While we acknowledge the plan is unprecedented in its scale and degree of interstate collaboration, its challenges are persistent and potentially unassailable. Without immediate intervention, the lesser prairie chicken population is unlikely to recover.

According to rangewide plan objectives and Fish and Wildlife Service policy specific to the lesser prairie chicken, permanent conservation — and lots of it, in the right places — is needed if the bird is going to recover. However, we see no sign that WAFWA is positioned to invest in permanent protection of core habitat meeting Fish and Wildlife’s standards. Nor are there indications that they will take advantage of Fish and Wildlife-approved conservation banks where private investors partner with private ranchers to permanently protect, manage and fund currently occupied habitat.

Instead, WAFWA has chosen to pay low annual fees to landowners agreeing to temporarily protect marginal habitat located mostly outside of the rangewide plan’s priority areas. This is the same sort of program that was ineffective in keeping the lesser prairie chicken off the endangered list in the first place.

So while the rangewide plan struggles to meet its objectives, we find ourselves with only about 29,000 birds surviving in portions of Texas, Oklahoma, New Mexico, Kansas and Colorado. In Texas, the numbers continue to decline. Even with the downturn in oil prices, our state’s lesser prairie chicken population is still under threat from continued development in the Permian Basin, and renewable energy developments are a prolonged threat with the recent renewal of federal tax credits for those projects.

Despite WAFWA’s best efforts, the rangewide plan is going nowhere. The federal government must consider other options in the very near term if the species is going to recover and if the states are going to be allowed to play a role in Endangered Species Act challenges.

To date, the rangewide plan’s presence has precluded federal approval of alternative programs that would achieve high conservation standards through competitive market-based mechanisms. We must shift to investing more funds in proven tools, such as permanently protected conservation banks, rather than spending it on what effectively amounts to renting property at low rates where the birds do not necessarily exist.

A number of environmentally conscious energy developers stand ready to meet high mitigation standards, including the purchase of permanent conservation bank credits. Doing so immediately conserves thousands of acres of habitat in Texas and beyond while also protecting energy developers from future liability under the Endangered Species Act.

Private conservation bankers have established three conservation strongholds — approved by the Fish and Wildlife Service — in the places where WAFWA has said focus is needed most but where the state-led program has stalled. These projects would also keep the properties in private hands.

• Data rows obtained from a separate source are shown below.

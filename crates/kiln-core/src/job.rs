//! Job definition types.
//!
//! A job is handed to the engine already parsed; these types are the
//! read-only tree the engine consumes. They deserialize from YAML or JSON
//! so that external workflow parsers can hand jobs over as documents.

use crate::env::is_valid_env_key;
use crate::ids::{JobId, StepId};
use crate::{Error, Result};
use schemars::JsonSchema;
use serde::{Deserialize, Serialize};
use std::collections::{BTreeMap, BTreeSet, HashSet};

#[derive(Debug, Clone, Serialize, Deserialize, JsonSchema)]
pub struct Job {
    #[serde(default)]
    pub id: JobId,
    pub name: String,
    pub steps: Vec<Step>,
    #[serde(default)]
    pub services: Vec<ServiceSpec>,
    #[serde(default, alias = "runs_on")]
    pub placement: Placement,
    #[serde(default)]
    pub env: BTreeMap<String, String>,
    #[serde(default)]
    pub secrets: BTreeMap<String, String>,
    #[serde(default)]
    pub timeout_minutes: Option<u32>,
    #[serde(default)]
    pub cache: Option<CacheVolume>,
}

impl Job {
    pub fn new(name: impl Into<String>) -> Self {
        Self {
            id: JobId::new(),
            name: name.into(),
            steps: Vec::new(),
            services: Vec::new(),
            placement: Placement::default(),
            env: BTreeMap::new(),
            secrets: BTreeMap::new(),
            timeout_minutes: None,
            cache: None,
        }
    }

    pub fn with_step(mut self, step: Step) -> Self {
        self.steps.push(step);
        self
    }

    pub fn with_service(mut self, service: ServiceSpec) -> Self {
        self.services.push(service);
        self
    }

    pub fn with_labels<I, S>(mut self, labels: I) -> Self
    where
        I: IntoIterator<Item = S>,
        S: Into<String>,
    {
        self.placement = Placement::new(labels);
        self
    }

    pub fn with_env(mut self, key: impl Into<String>, value: impl Into<String>) -> Self {
        self.env.insert(key.into(), value.into());
        self
    }

    pub fn with_secret(mut self, key: impl Into<String>, value: impl Into<String>) -> Self {
        self.secrets.insert(key.into(), value.into());
        self
    }

    /// Total number of leaf steps, counting composite children.
    pub fn leaf_step_count(&self) -> usize {
        fn count(steps: &[Step]) -> usize {
            steps
                .iter()
                .map(|s| match &s.kind {
                    StepKind::Composite { steps } => count(steps),
                    _ => 1,
                })
                .sum()
        }
        count(&self.steps)
    }

    /// Check structural invariants before any cluster mutation.
    pub fn validate(&self) -> Result<()> {
        if self.name.trim().is_empty() {
            return Err(Error::InvalidJob("job name must not be empty".to_string()));
        }
        if self.steps.is_empty() {
            return Err(Error::InvalidJob(format!("job {} has no steps", self.name)));
        }
        validate_env_keys(&self.name, &self.env)?;
        validate_env_keys(&self.name, &self.secrets)?;
        validate_steps(&self.name, &self.steps)?;

        let mut names = HashSet::new();
        for service in &self.services {
            if !is_dns_label(&service.name) {
                return Err(Error::InvalidJob(format!(
                    "service name {:?} is not a valid DNS label",
                    service.name
                )));
            }
            if !names.insert(service.name.as_str()) {
                return Err(Error::InvalidJob(format!(
                    "duplicate service name: {}",
                    service.name
                )));
            }
            if service.image.trim().is_empty() {
                return Err(Error::InvalidJob(format!(
                    "service {} has no image",
                    service.name
                )));
            }
            validate_env_keys(&service.name, &service.env)?;
            if service.ports.contains(&0) {
                return Err(Error::InvalidJob(format!(
                    "service {} declares port 0",
                    service.name
                )));
            }
        }
        Ok(())
    }
}

fn validate_steps(scope: &str, steps: &[Step]) -> Result<()> {
    let mut ids = HashSet::new();
    for step in steps {
        if step.id.as_str().is_empty() {
            return Err(Error::InvalidJob(format!("step in {} has an empty id", scope)));
        }
        if !ids.insert(step.id.as_str()) {
            return Err(Error::InvalidJob(format!(
                "duplicate step id {} in {}",
                step.id, scope
            )));
        }
        validate_env_keys(step.id.as_str(), &step.env)?;
        if let StepKind::Composite { steps } = &step.kind {
            if steps.is_empty() {
                return Err(Error::InvalidJob(format!(
                    "composite step {} has no children",
                    step.id
                )));
            }
            validate_steps(step.id.as_str(), steps)?;
        }
    }
    Ok(())
}

fn validate_env_keys(scope: &str, env: &BTreeMap<String, String>) -> Result<()> {
    match env.keys().find(|key| !is_valid_env_key(key)) {
        Some(key) => Err(Error::InvalidJob(format!(
            "invalid environment variable name {:?} in {}",
            key, scope
        ))),
        None => Ok(()),
    }
}

/// Whether `value` is a valid RFC 1123 label.
pub fn is_dns_label(value: &str) -> bool {
    !value.is_empty()
        && value.len() <= 63
        && value
            .chars()
            .all(|c| c.is_ascii_lowercase() || c.is_ascii_digit() || c == '-')
        && !value.starts_with('-')
        && !value.ends_with('-')
}

#[derive(Debug, Clone, Serialize, Deserialize, JsonSchema)]
pub struct Step {
    pub id: StepId,
    #[serde(default)]
    pub name: Option<String>,
    #[serde(flatten)]
    pub kind: StepKind,
    #[serde(default)]
    pub continue_on_error: bool,
    #[serde(default)]
    pub timeout_minutes: Option<u32>,
    #[serde(default)]
    pub env: BTreeMap<String, String>,
    #[serde(default)]
    pub working_directory: Option<String>,
}

/// What a step does once a command channel into the sandbox exists.
#[derive(Debug, Clone, Serialize, Deserialize, JsonSchema)]
#[serde(untagged)]
pub enum StepKind {
    Run {
        run: String,
        #[serde(default = "default_shell")]
        shell: String,
    },
    Action {
        uses: String,
        #[serde(default)]
        with: BTreeMap<String, String>,
    },
    Composite {
        steps: Vec<Step>,
    },
}

fn default_shell() -> String {
    "sh".to_string()
}

impl Step {
    fn with_kind(id: impl Into<String>, kind: StepKind) -> Self {
        Self {
            id: StepId::new(id),
            name: None,
            kind,
            continue_on_error: false,
            timeout_minutes: None,
            env: BTreeMap::new(),
            working_directory: None,
        }
    }

    pub fn run(id: impl Into<String>, command: impl Into<String>) -> Self {
        Self::with_kind(
            id,
            StepKind::Run {
                run: command.into(),
                shell: default_shell(),
            },
        )
    }

    pub fn action(id: impl Into<String>, uses: impl Into<String>) -> Self {
        Self::with_kind(
            id,
            StepKind::Action {
                uses: uses.into(),
                with: BTreeMap::new(),
            },
        )
    }

    pub fn composite(id: impl Into<String>, steps: Vec<Step>) -> Self {
        Self::with_kind(id, StepKind::Composite { steps })
    }

    pub fn continue_on_error(mut self) -> Self {
        self.continue_on_error = true;
        self
    }

    pub fn with_timeout_minutes(mut self, minutes: u32) -> Self {
        self.timeout_minutes = Some(minutes);
        self
    }

    pub fn with_env(mut self, key: impl Into<String>, value: impl Into<String>) -> Self {
        self.env.insert(key.into(), value.into());
        self
    }

    pub fn with_input(mut self, key: impl Into<String>, value: impl Into<String>) -> Self {
        if let StepKind::Action { with, .. } = &mut self.kind {
            with.insert(key.into(), value.into());
        }
        self
    }

    pub fn in_directory(mut self, dir: impl Into<String>) -> Self {
        self.working_directory = Some(dir.into());
        self
    }

    pub fn display_name(&self) -> &str {
        self.name.as_deref().unwrap_or(self.id.as_str())
    }
}

#[derive(Debug, Clone, Serialize, Deserialize, JsonSchema)]
pub struct ServiceSpec {
    pub name: String,
    pub image: String,
    #[serde(default)]
    pub ports: Vec<u16>,
    #[serde(default)]
    pub env: BTreeMap<String, String>,
    #[serde(default)]
    pub command: Option<Vec<String>>,
}

impl ServiceSpec {
    pub fn new(name: impl Into<String>, image: impl Into<String>) -> Self {
        Self {
            name: name.into(),
            image: image.into(),
            ports: Vec::new(),
            env: BTreeMap::new(),
            command: None,
        }
    }

    pub fn with_port(mut self, port: u16) -> Self {
        self.ports.push(port);
        self
    }

    pub fn with_env(mut self, key: impl Into<String>, value: impl Into<String>) -> Self {
        self.env.insert(key.into(), value.into());
        self
    }
}

/// Free-form placement labels, e.g. `["self-hosted", "gpu"]`.
#[derive(Debug, Clone, Default, PartialEq, Eq, Serialize, Deserialize, JsonSchema)]
#[serde(transparent)]
pub struct Placement(Vec<String>);

impl Placement {
    pub fn new<I, S>(labels: I) -> Self
    where
        I: IntoIterator<Item = S>,
        S: Into<String>,
    {
        Self(labels.into_iter().map(Into::into).collect())
    }

    /// Labels as declared.
    pub fn raw(&self) -> &[String] {
        &self.0
    }

    /// Normalised label set: trimmed, lower-cased, deduplicated, sorted.
    pub fn label_set(&self) -> BTreeSet<String> {
        self.0
            .iter()
            .map(|l| l.trim().to_ascii_lowercase())
            .filter(|l| !l.is_empty())
            .collect()
    }

    pub fn is_empty(&self) -> bool {
        self.label_set().is_empty()
    }
}

/// Persistent cache volume mounted into the primary unit.
#[derive(Debug, Clone, Serialize, Deserialize, JsonSchema)]
pub struct CacheVolume {
    pub claim_name: String,
    #[serde(default = "default_cache_mount")]
    pub mount_path: String,
}

fn default_cache_mount() -> String {
    "/kiln/cache".to_string()
}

By partnering with landowners, such efforts have secured Fish and Wildlife approval of a 3,000-acre lesser prairie chicken conservation bank in Texas, with another 10,000 acres soon to be proposed in eastern New Mexico. This is some of the best remaining habitat in this part of the bird’s range, though WAFWA’s administration of the rangewide plan has thus far excluded the use of these permanent conservation projects in favor of temporary protection of marginal habitat.

Extinction is forever, so there is no time to waste making a course correction. Landowners deserve to realize the full value of responsibly protecting a scarce resource — and the lesser prairie chicken deserves a chance at recovery. We are prepared to support WAFWA and the U.S. Fish and Wildlife Service by providing the permanent conservation the species needs; however, that requires WAFWA to recognize the value in and the immediate need of permanent conservation.